Now the common part is at the top. So far it's using iso's args, and different generics could have different args. Make it independent, dispatching on just the type of the first arg:

  (def iso args
    (aif (vtables*!iso (type car.args))
      (apply it args)
      (aif (pickles* (type car.args)
        (apply iso (map it args))
        (let (x y) args
          (or (is x y)
              (and acons.x
                   acons.y
                   (iso car.x car.y)
                   (iso cdr.x cdr.y))))))
Now we're ready to implement defgeneric using vtables.

  (= vtables* (table))
  (mac defgeneric(name args . body)
    `(def ,name allargs
      (aif (aand (vtables* ',name) (it (type car.allargs)))
        (apply it allargs)
        (aif (pickles* (type car.allargs))
          (apply ,name (map it allargs))
          (let ,args allargs
            ,@body)))))
Adding to the vtable for tables:

  (= vtables*!iso!table
     (fn(x y)
       (and (isa x 'table)
            (isa y 'table)
            (is (len keys.x) (len keys.y))
            (all
              (fn(pair)
                (let (k v) pair
                  (iso y.k v)))
              tablist.x))))
The key assumption is that each defmethod can handle args of any type without raising errors or crashing. Hence the redundant check that x is a table.

With defmethod sugar that becomes:

  (defmethod iso table (x y)
    (and (isa x 'table)
         (isa y 'table)
         (is (len keys.x) (len keys.y))
         (all
           (fn(pair)
             (let (k v) pair
               (iso y.k v)))
           tablist.x)))
So defmethod translates to:

  (mac defmethod(name type args . body)
    `(= ((vtables* ',name) ',type)
        (fn ,args
          ,@body)))
Let's now try a second example: iso for queues, this time using pickle. Let's assume queues are now tagged as 'queue.

  (= pickles*!queue
     qlist)
Translated:

  (pickle queue qlist)
So the transform is:

  (mac pickle(type expr)
    `(= (pickles* ',type) ,expr))
Cool!

(One bug is that vtables for iso is not initialized anyplace. Exercise for the reader.)

---

How does this defgeneric compare with aw's extend (http://awwx.ws/extend0)?

Pro: defgeneric scales up to large numbers of extensions because of the hash-table lookup of vtables. extend however must string conditionals linearly, which is less efficient.

Con: extend can distinguish arbitrary properties because test is passed in as a parameter rather than assumed to be type. We can fix this if we need to, with a programmable function that generates a (potentially non-type) symbol.

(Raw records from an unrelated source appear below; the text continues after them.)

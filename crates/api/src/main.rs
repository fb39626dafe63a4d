//! Belay - session core command line
//!
//! Drives the session stack from a terminal for manual testing against a
//! backend: `belay login kakao <token>`, `belay fetch /api/v1/posts`.

#![allow(clippy::print_stdout, clippy::print_stderr)]

use std::env;

use anyhow::{anyhow, bail, Context, Result};
use belay_domain::HttpMethod;
use belay_lib::utils::logging::{init_tracing, with_startup_tracing};
use belay_lib::{auth_fetch, get_valid_token, is_authenticated, login, logout, AppContext, FetchOptions};
use tracing::{info, warn};

#[tokio::main]
async fn main() -> Result<()> {
    // Load environment variables before the configuration reads them
    let dotenv = dotenvy::dotenv();

    let config = with_startup_tracing(|| {
        match &dotenv {
            Ok(path) => info!(path = %path.display(), "loaded .env"),
            Err(e) => warn!(error = %e, "could not load .env file"),
        }
        belay_infra::config::load()
    })
    .context("failed to load configuration")?;
    init_tracing(&config.logging)?;

    let ctx = AppContext::with_config(config).context("failed to build application context")?;
    let state = ctx.controller.restore().await;
    info!(status = ?state.status, "session restored");

    let args: Vec<String> = env::args().skip(1).collect();
    match args.first().map(String::as_str) {
        Some("login") => {
            let (provider, token) = match (args.get(1), args.get(2)) {
                (Some(provider), Some(token)) => (provider, token),
                _ => bail!("usage: belay login <kakao|naver|google|apple> <provider-token>"),
            };
            let state = login(&ctx, provider, token).await?;
            let nickname = state.user.as_ref().map_or("(profile unavailable)", |u| u.nickname.as_str());
            println!("logged in as {nickname}");
        }
        Some("logout") => {
            logout(&ctx).await;
            println!("logged out");
        }
        Some("status") => {
            println!(
                "authenticated: {} (phase {:?})",
                is_authenticated(&ctx),
                ctx.controller.phase()
            );
        }
        Some("token") => {
            let token = get_valid_token(&ctx).await?;
            println!("{token}");
        }
        Some("fetch") => {
            let target = args.get(1).ok_or_else(|| anyhow!("usage: belay fetch <path> [METHOD]"))?;
            let method = match args.get(2) {
                Some(raw) => Some(raw.parse::<HttpMethod>()?),
                None => None,
            };
            let options = FetchOptions { method, ..FetchOptions::default() };
            let response = auth_fetch(&ctx, target, options).await?;
            println!("HTTP {}", response.status);
            println!("{}", response.text());
        }
        _ => print_help(),
    }

    Ok(())
}

fn print_help() {
    eprintln!(
        "Usage: belay <command>

Commands:
    login <provider> <token>   Exchange a social provider token
    logout                     End the session
    status                     Show session status
    token                      Print a valid access token
    fetch <path> [METHOD]      Authenticated request"
    );
}
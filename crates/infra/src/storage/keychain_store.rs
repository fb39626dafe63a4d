//! Session record in the platform keychain

use std::sync::Arc;

use async_trait::async_trait;
use belay_core::TokenStore;
use belay_domain::constants::SESSION_STORAGE_KEY;
use belay_domain::{BelayError, Result, TokenPair, UserProfile};
use keyring::Entry;
use parking_lot::Mutex;
use tracing::{debug, warn};

use super::SessionRecord;
use crate::errors::InfraError;

/// [`TokenStore`] that keeps the serialized record in one keychain entry
/// (`service` from configuration, account `belay.session`).
pub struct KeychainTokenStore {
    service: String,
    entry: Arc<Entry>,
    lock: Arc<Mutex<()>>,
}

impl KeychainTokenStore {
    /// # Errors
    /// Returns [`BelayError::Storage`] or [`BelayError::Config`] when the
    /// platform rejects the entry attributes.
    pub fn new(service: &str) -> Result<Self> {
        let entry = Entry::new(service, SESSION_STORAGE_KEY).map_err(InfraError::from)?;
        Ok(Self::with_entry(service, entry))
    }

    /// Wrap an existing entry (used with the keyring mock in tests).
    pub fn with_entry(service: &str, entry: Entry) -> Self {
        Self {
            service: service.to_string(),
            entry: Arc::new(entry),
            lock: Arc::new(Mutex::new(())),
        }
    }

    async fn read_record(&self) -> Option<SessionRecord> {
        let entry = Arc::clone(&self.entry);
        let lock = Arc::clone(&self.lock);
        let result = tokio::task::spawn_blocking(move || {
            let _guard = lock.lock();
            read_entry(&entry)
        })
        .await;

        match result {
            Ok(Ok(record)) => record,
            Ok(Err(err)) => {
                warn!(service = %self.service, error = %err, "failed to read keychain session");
                None
            }
            Err(err) => {
                warn!(error = %err, "keychain read task failed");
                None
            }
        }
    }

    async fn update<F>(&self, change: F) -> Result<()>
    where
        F: FnOnce(&mut SessionRecord) + Send + 'static,
    {
        let entry = Arc::clone(&self.entry);
        let lock = Arc::clone(&self.lock);
        let result = tokio::task::spawn_blocking(move || {
            let _guard = lock.lock();
            let mut record = read_entry(&entry).ok().flatten().unwrap_or_default();
            change(&mut record);
            if record.is_empty() {
                delete_entry(&entry)
            } else {
                let payload = serde_json::to_string(&record).map_err(InfraError::from)?;
                entry.set_password(&payload).map_err(InfraError::from)?;
                Ok(())
            }
        })
        .await
        .map_err(|e| BelayError::Internal(format!("keychain task failed: {e}")))?;

        if result.is_ok() {
            debug!(service = %self.service, "keychain session updated");
        }
        result
    }
}

fn read_entry(entry: &Entry) -> Result<Option<SessionRecord>> {
    match entry.get_password() {
        Ok(raw) => Ok(SessionRecord::decode(&raw, "keychain")),
        Err(keyring::Error::NoEntry) => Ok(None),
        Err(err) => Err(InfraError::from(err).into()),
    }
}

fn delete_entry(entry: &Entry) -> Result<()> {
    match entry.delete_credential() {
        Ok(()) | Err(keyring::Error::NoEntry) => Ok(()),
        Err(err) => Err(InfraError::from(err).into()),
    }
}

#[async_trait]
impl TokenStore for KeychainTokenStore {
    async fn load(&self) -> Option<TokenPair> {
        self.read_record().await.and_then(|record| record.tokens)
    }

    async fn save(&self, pair: &TokenPair) -> Result<()> {
        let pair = pair.clone();
        self.update(move |record| record.tokens = Some(pair)).await
    }

    async fn clear(&self) -> Result<()> {
        self.update(|record| *record = SessionRecord::default()).await
    }

    async fn load_profile(&self) -> Option<UserProfile> {
        self.read_record().await.and_then(|record| record.user)
    }

    async fn save_profile(&self, profile: &UserProfile) -> Result<()> {
        let profile = profile.clone();
        self.update(move |record| record.user = Some(profile)).await
    }
}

2 points by rocketnia 5090 days ago | link

For some friendly comparison, here's a Lathe approach, as well as a three-way pro/con list.

(As I was just about to post this, I ran into a bug in Lathe itself, and Jarc's debugger helped me track it down. Go Jarc!)

  ; We're doing this REPL-style. If this were a library, we'd wrap the
  ; whole file in (packed:using-rels-as ...) and qualify all the names
  ; we define. In an application file, either approach works, and the
  ; "packed:" and name-qualification can be dropped.
  (use-rels-as mr (+ lathe-dir* "multival/multirule.arc")
               oc (+ lathe-dir* "multival/order-contribs.arc"))
  
  ; These are utility functions that we'll use to make multival
  ; contribs with certain labels have high or low precedence.
  (let get-predicates (fn (name labels)
                        (map (fn (label)
                               [and (is !name._ name)
                                    (is !label._ label)])
                             labels))
    (def prec-labels-first (multival-name . label-names)
      (let predicates (do.get-predicates multival-name label-names)
        (apply oc.prec predicates)))
    (def prec-labels-last (multival-name . label-names)
      (let predicates (do.get-predicates multival-name label-names)
        (apply oc.prec [~some ._ predicates] predicates)))
    )
  
  ; Note that 'type is the parameter here, and 'default is a label
  ; uniquely determining this contrib among all pickle-for contribs.
  (mr:rule pickle-for type default
    nil)
  
  ; We want the default pickle-for to have the lowest precedence since
  ; it never fails.
  (prec-labels-last 'pickle-for 'default)
  
  ; We'll be labeling all our custom-iso2 contribs, even though we
  ; don't refer to all those labels. That makes it easier to customize
  ; these rules by pasting new versions into the REPL or into the
  ; application code, and it makes it possible for precedence rules to
  ; identify these rules so that, say, tables with a 'type field can
  ; have a behavior that overrides the usual table behavior.
  ;
  ; This is very similar to the Inform 7 coding guideline that all rules
  ; in libraries should be named so that they can be given exceptions.
  
  (mr:rule custom-iso2 (a b) table
    (unless (all [isa _ 'table] (list a b))
      (fail "The parameters weren't all tables."))
    (and (is len.a len.b)
         (all [custom-iso2 _.1 (do.b _.0)] tablist.a)))
  
  (mr:rule custom-iso2 (a b) cons
    (unless (and acons.a acons.b)
      (fail "The parameters weren't all cons cells."))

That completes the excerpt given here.